ACCORDS FROMAGES ET VINS

Je dois, bien sûr, vous suggérer quelques symbioses made in Québec! Débutons avec un fromage à pâte molle, tel L’Apprenti Sorcier de la Fromagerie La Voie lactée de L’Assomption, vous n’aurez qu’à l’imaginer sur l’onctueux et pénétrant Riesling 2006 du Domaine Les Brome dans les Cantons de l’Est (www.domainelesbrome.com).
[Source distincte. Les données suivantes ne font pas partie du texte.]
//! Implements a SQLite backed transaction store.
use std::sync::{Arc, Mutex};

use rusqlite::{Connection, OptionalExtension, Row};

use crate::{
    Error,
    models::{Transaction, TransactionBuilder, TransactionId},
    stores::TransactionStore,
};

/// Stores transactions in a SQLite database.
#[derive(Debug, Clone)]
pub struct SQLiteTransactionStore {
    connection: Arc<Mutex<Connection>>,
}

impl SQLiteTransactionStore {
    /// Create a new store for the SQLite `connection`.
    pub fn new(connection: Arc<Mutex<Connection>>) -> Self {
        Self { connection }
    }
}

impl TransactionStore for SQLiteTransactionStore {
    /// Write `builder` to the database.
    ///
    /// Inserts a new row when `builder` has no ID, otherwise overwrites the
    /// row with that ID in full, inserting it if it does not exist.
    ///
    /// # Errors
    /// Returns an [Error::SqlError] if there is an unexpected SQL error.
    ///
    /// # Panics
    /// Panics if the lock for the database connection is already held by the
    /// same thread.
    fn save(&mut self, builder: TransactionBuilder) -> Result<Transaction, Error> {
        let connection = self.connection.lock().unwrap();

        let transaction = match builder.id {
            None => connection
                .prepare(
                    "INSERT INTO \"transaction\" (created_at, amount, description)
                     VALUES (?1, ?2, ?3)
                     RETURNING id, created_at, amount, description",
                )?
                .query_row(
                    (builder.created_at, builder.amount, builder.description),
                    map_transaction_row,
                )?,
            Some(id) => connection
                .prepare(
                    "INSERT INTO \"transaction\" (id, created_at, amount, description)
                     VALUES (?1, ?2, ?3, ?4)
                     ON CONFLICT(id) DO UPDATE SET
                        created_at = excluded.created_at,
                        amount = excluded.amount,
                        description = excluded.description
                     RETURNING id, created_at, amount, description",
                )?
                .query_row(
                    (id, builder.created_at, builder.amount, builder.description),
                    map_transaction_row,
                )?,
        };

        Ok(transaction)
    }

    /// Retrieve the transaction with `id` from the database.
    ///
    /// # Errors
    /// Returns an [Error::SqlError] if there is an unexpected SQL error.
    ///
    /// # Panics
    /// Panics if the lock for the database connection is already held by the
    /// same thread.
    fn find_by_id(&self, id: TransactionId) -> Result<Option<Transaction>, Error> {
        let transaction = self
            .connection
            .lock()
            .unwrap()
            .prepare(
                "SELECT id, created_at, amount, description FROM \"transaction\" WHERE id = :id",
            )?
            .query_row(&[(":id", &id)], map_transaction_row)
            .optional()?;

        Ok(transaction)
    }

    /// Report whether a transaction with `id` exists in the database.
    ///
    /// # Errors
    /// Returns an [Error::SqlError] if there is an unexpected SQL error.
    ///
    /// # Panics
    /// Panics if the lock for the database connection is already held by the
    /// same thread.
    fn exists_by_id(&self, id: TransactionId) -> Result<bool, Error> {
        let exists = self.connection.lock().unwrap().query_row(
            "SELECT EXISTS (SELECT 1 FROM \"transaction\" WHERE id = :id)",
            &[(":id", &id)],
            |row| row.get(0),
        )?;

        Ok(exists)
    }

    /// Remove the transaction with `id` from the database.
    ///
    /// # Errors
    /// This function will return a:
    /// - [Error::NotFound] if `id` does not refer to a stored transaction,
    /// - or [Error::SqlError] if there is some other SQL error.
    ///
    /// # Panics
    /// Panics if the lock for the database connection is already held by the
    /// same thread.
    fn delete_by_id(&mut self, id: TransactionId) -> Result<(), Error> {
        let rows_deleted = self
            .connection
            .lock()
            .unwrap()
            .execute("DELETE FROM \"transaction\" WHERE id = :id", &[(":id", &id)])?;

        match rows_deleted {
            0 => Err(Error::NotFound),
            _ => Ok(()),
        }
    }

    /// Retrieve every transaction in the database, most recently recorded
    /// first.
    ///
    /// Rows are written with UTC timestamps, so the text ordering of
    /// `created_at` is chronological. Ties are broken by ID so the most
    /// recently inserted row comes first.
    ///
    /// # Errors
    /// Returns an [Error::SqlError] if there is an unexpected SQL error.
    ///
    /// # Panics
    /// Panics if the lock for the database connection is already held by the
    /// same thread.
    fn find_all_by_created_at_desc(&self) -> Result<Vec<Transaction>, Error> {
        self.connection
            .lock()
            .unwrap()
            .prepare(
                "SELECT id, created_at, amount, description FROM \"transaction\"
                 ORDER BY created_at DESC, id DESC",
            )?
            .query_map([], map_transaction_row)?
            .map(|maybe_transaction| maybe_transaction.map_err(Error::SqlError))
            .collect()
    }

    /// Sum the amounts of every transaction in the database.
    ///
    /// Returns `None` when the database holds no transactions (SQL `SUM`
    /// returns NULL for an empty set).
    ///
    /// # Errors
    /// Returns an [Error::SqlError] if there is an unexpected SQL error.
    ///
    /// # Panics
    /// Panics if the lock for the database connection is already held by the
    /// same thread.
    fn sum_of_amounts(&self) -> Result<Option<f64>, Error> {
        let sum = self.connection.lock().unwrap().query_row(
            "SELECT SUM(amount) FROM \"transaction\"",
            [],
            |row| row.get(0),
        )?;

        Ok(sum)
    }
}

/// Create the transaction table in the database.
///
/// # Errors
/// Returns an error if the table cannot be created or if there is an SQL error.
pub fn create_transaction_table(connection: &Connection) -> Result<(), rusqlite::Error> {
    connection.execute(
        "CREATE TABLE IF NOT EXISTS \"transaction\" (
                id INTEGER PRIMARY KEY AUTOINCREMENT,
                created_at TEXT NOT NULL,
                amount REAL NOT NULL,
                description TEXT NOT NULL
                )",
        (),
    )?;

    // Ensure the sequence starts at 1
    connection.execute(
        "INSERT OR IGNORE INTO sqlite_sequence (name, seq) VALUES ('transaction', 0)",
        (),
    )?;

    // Index used by the newest-first listing.
    connection.execute(
        "CREATE INDEX IF NOT EXISTS idx_transaction_created_at ON \"transaction\"(created_at);",
        (),
    )?;

    Ok(())
}

/// Map a database row to a Transaction.
fn map_transaction_row(row: &Row) -> Result<Transaction, rusqlite::Error> {
    let id = row.get(0)?;
    let created_at = row.get(1)?;
    let amount = row.get(2)?;
    let description = row.get(3)?;

    Ok(Transaction {
        id,
        created_at,
        amount,
        description,
    })
}
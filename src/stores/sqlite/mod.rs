//! Contains convenience type alias and function for [AppState] that uses
//! the SQLite backend.

pub mod transaction;

pub use transaction::SQLiteTransactionStore;

use std::sync::{Arc, Mutex};

use rusqlite::Connection;

use crate::{AppState, Error, db::initialize, services::TransactionService};

/// An alias for an [AppState] that uses SQLite for the backend.
pub type SQLAppState = AppState<SQLiteTransactionStore>;

/// Creates an [AppState] instance that uses SQLite for the backend.
///
/// This function will modify the database by adding the tables for the domain
/// models to the database.
///
/// # Errors
/// Returns an [Error::SqlError] if the schema could not be created.
pub fn create_app_state(db_connection: Connection) -> Result<SQLAppState, Error> {
    initialize(&db_connection)?;

    let connection = Arc::new(Mutex::new(db_connection));
    let transaction_store = SQLiteTransactionStore::new(connection);
    let transaction_service = TransactionService::new(transaction_store);

    Ok(AppState::new(transaction_service))
}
L’harmonie parfaite n’existe pas, mais ces deux produits réunis formeront un mariage exquis.

Que dire d’un accord commun entre le Bleu Bénédictin de l’Abbaye de Saint-Benoît-du-Lac et le Vin de glace 2006 du talentueux Charles-Henri de Coussergues du vignoble L’Orpailleur à Dunham (www.orpailleur.ca)? Vous y retrouverez non seulement un accord régional estrien, mais aussi une symbiose de contraste sucré-salé entre deux produits qui nous rendent fiers d’être Québécois!

Je me dois aussi de souligner le grand avantage de servir du vin rouge du Québec sur nos fromages régionaux. Pourquoi? Nos rouges sont souvent légers, souples, pas trop joufflus ni trop boisés. Ce qui laisse, bien sûr, de la place à table. N’oubliez pas qu’un accord mets-vin est un équilibre entre un plat et un produit alcoolisé: l’un ne doit pas passer par-dessus l’autre. De plus, tannins trop denses et lactose ne font pas nécessairement bon ménage. On aurait donc tort de négliger les vins rouges d’ici!